And what a woman she was. The new documentary, Peggy Guggenheim: Art Addict, using tapes recorded at the end of her life—and mysteriously “lost” in a basement—reveals her as a truth-teller, and a woman with a superb, intuitive eye for the vast changes in painting that happened, largely in New York, over her lifetime.
Peggy Guggenheim established what was one of the very rare personal collections of such merit and originality that a museum was designed for it—the Guggenheim Museum in New York City. With her usual frankness, Peggy compared the museum to a garage—all those circular tiers! It now appears outdated. But her collection lives on.
All those big names, and never a woman’s, although she did have a show in the gallery she owned earlier, first in London and then in New York, of thirty-one women artists.
All those big names, many of whom were not so much her lovers as her one-night stands, with the exception of Max Ernst. And it may be that her openness about seducing an artist whose painting she wanted to acquire, in the frank hope that sex would lower the price, is what causes all the male commentators in the documentary to focus on that aspect of her life.

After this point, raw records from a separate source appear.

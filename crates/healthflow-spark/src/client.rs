//! Spark chat client
//!
//! Every call builds a fresh envelope and a freshly signed URL, then runs one
//! isolated [`StreamingSession`]. Only the configuration is shared between
//! concurrent calls, and it is read-only.

use std::sync::Arc;

use async_trait::async_trait;
use chrono::Utc;
use tokio_util::sync::CancellationToken;
use tracing::debug;

use crate::auth::build_connection_url;
use crate::config::SparkConfig;
use crate::envelope::{ChatRequest, build_envelope};
use crate::error::Result;
use crate::observer::FrameObserver;
use crate::session::{SessionMachine, SessionOutcome, StreamingSession};
use crate::transport::{Connector, WebSocketConnector};

/// Chat client abstraction consumed by the application layer.
#[async_trait]
pub trait ChatClient: Send + Sync {
    /// Get model (domain) name
    fn model(&self) -> &str;

    /// Send one message and wait for the aggregated reply.
    async fn chat(&self, request: ChatRequest) -> Result<String>;

    /// Send with per-call options. Clients without streaming support ignore
    /// them.
    async fn chat_with(&self, request: ChatRequest, options: SendOptions) -> Result<String> {
        let _ = options;
        self.chat(request).await
    }
}

/// Per-call extras.
#[derive(Clone, Default)]
pub struct SendOptions {
    pub observer: Option<Arc<dyn FrameObserver>>,
    pub cancel: Option<CancellationToken>,
}

impl SendOptions {
    pub fn with_observer(mut self, observer: Arc<dyn FrameObserver>) -> Self {
        self.observer = Some(observer);
        self
    }

    pub fn with_cancellation(mut self, cancel: CancellationToken) -> Self {
        self.cancel = Some(cancel);
        self
    }
}

/// Client for the Spark streaming chat endpoint.
#[derive(Clone)]
pub struct SparkClient {
    config: Arc<SparkConfig>,
    connector: Arc<dyn Connector>,
}

impl SparkClient {
    /// Create a client that talks WebSocket to the configured endpoint.
    pub fn new(config: SparkConfig) -> Result<Self> {
        Self::with_connector(config, Arc::new(WebSocketConnector::new()))
    }

    /// Create a client over a custom transport.
    pub fn with_connector(config: SparkConfig, connector: Arc<dyn Connector>) -> Result<Self> {
        config.validate()?;
        Ok(Self {
            config: Arc::new(config),
            connector,
        })
    }

    pub fn config(&self) -> &SparkConfig {
        &self.config
    }

    /// Send `message` and wait for the complete reply.
    pub async fn send(
        &self,
        message: &str,
        user_tag: Option<&str>,
        context: Option<&str>,
    ) -> Result<String> {
        let request = ChatRequest {
            message: message.to_string(),
            user_tag: user_tag.map(str::to_string),
            context: context.map(str::to_string),
        };
        self.chat(request).await
    }

    /// Run one session with an optional observer and cancellation token.
    ///
    /// The outer error covers input rejected before any network activity;
    /// the session's own result is in [`SessionOutcome::result`].
    pub async fn send_with(
        &self,
        request: ChatRequest,
        options: SendOptions,
    ) -> Result<SessionOutcome> {
        let config = &self.config;
        let envelope = build_envelope(
            config.credentials.app_id(),
            &config.generation,
            &config.session,
            &request,
        )?;
        let envelope_json = envelope.to_json()?;
        debug!("Prepared envelope for uid {}", envelope.header.uid);

        let timeout = config.session.timeout();
        let mut machine = SessionMachine::new(envelope_json, timeout);
        if let Some(observer) = options.observer {
            machine = machine.with_observer(observer);
        }

        let mut session = StreamingSession::new(machine, self.connector.clone(), timeout);
        if let Some(cancel) = options.cancel {
            session = session.with_cancellation(cancel);
        }

        // Signed last: the signature embeds the handshake timestamp.
        let url = build_connection_url(&config.credentials, Utc::now()).to_url();
        Ok(session.run(url).await)
    }
}

#[async_trait]
impl ChatClient for SparkClient {
    fn model(&self) -> &str {
        &self.config.generation.domain
    }

    async fn chat(&self, request: ChatRequest) -> Result<String> {
        self.chat_with(request, SendOptions::default()).await
    }

    async fn chat_with(&self, request: ChatRequest, options: SendOptions) -> Result<String> {
        self.send_with(request, options).await?.result
    }
}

It is interesting to see these collectors and other authorities in the East Coast art world struggling to try to combine what they know, or think they know, about Peggy Guggenheim’s sex life with the equally baffling question of her extraordinary acuity as a collector.
Yet, as is the case with Doris Duke, confusion about unexplainable genius in a woman is rapidly reduced to a bemused examination of her sex appeal.
How she developed her eye for art is in the end a puzzle that can’t be solved literally.
How she developed her independence is actually an equally indecipherable puzzle although it certainly helped that she came from a noted family of eccentrics who sometimes were in fact mad. Her sister dumped her two babies off the fourteenth story of a hotel rather than letting them be raised by their father. An aunt repeated everything she said three times, another sang her syllables—but growing up in the Edwardian age could easily bring on these antics in women too big to fit into their prescribed roles.
Peggy Guggenheim would be proud to know she can’t be explained.
Andrew Harvey, the British mystic, talks about escaping the “concentration camp” of upper-class British education in his early twenties and fleeing to India where he had an extraordinary erotic experience with the god Krishna.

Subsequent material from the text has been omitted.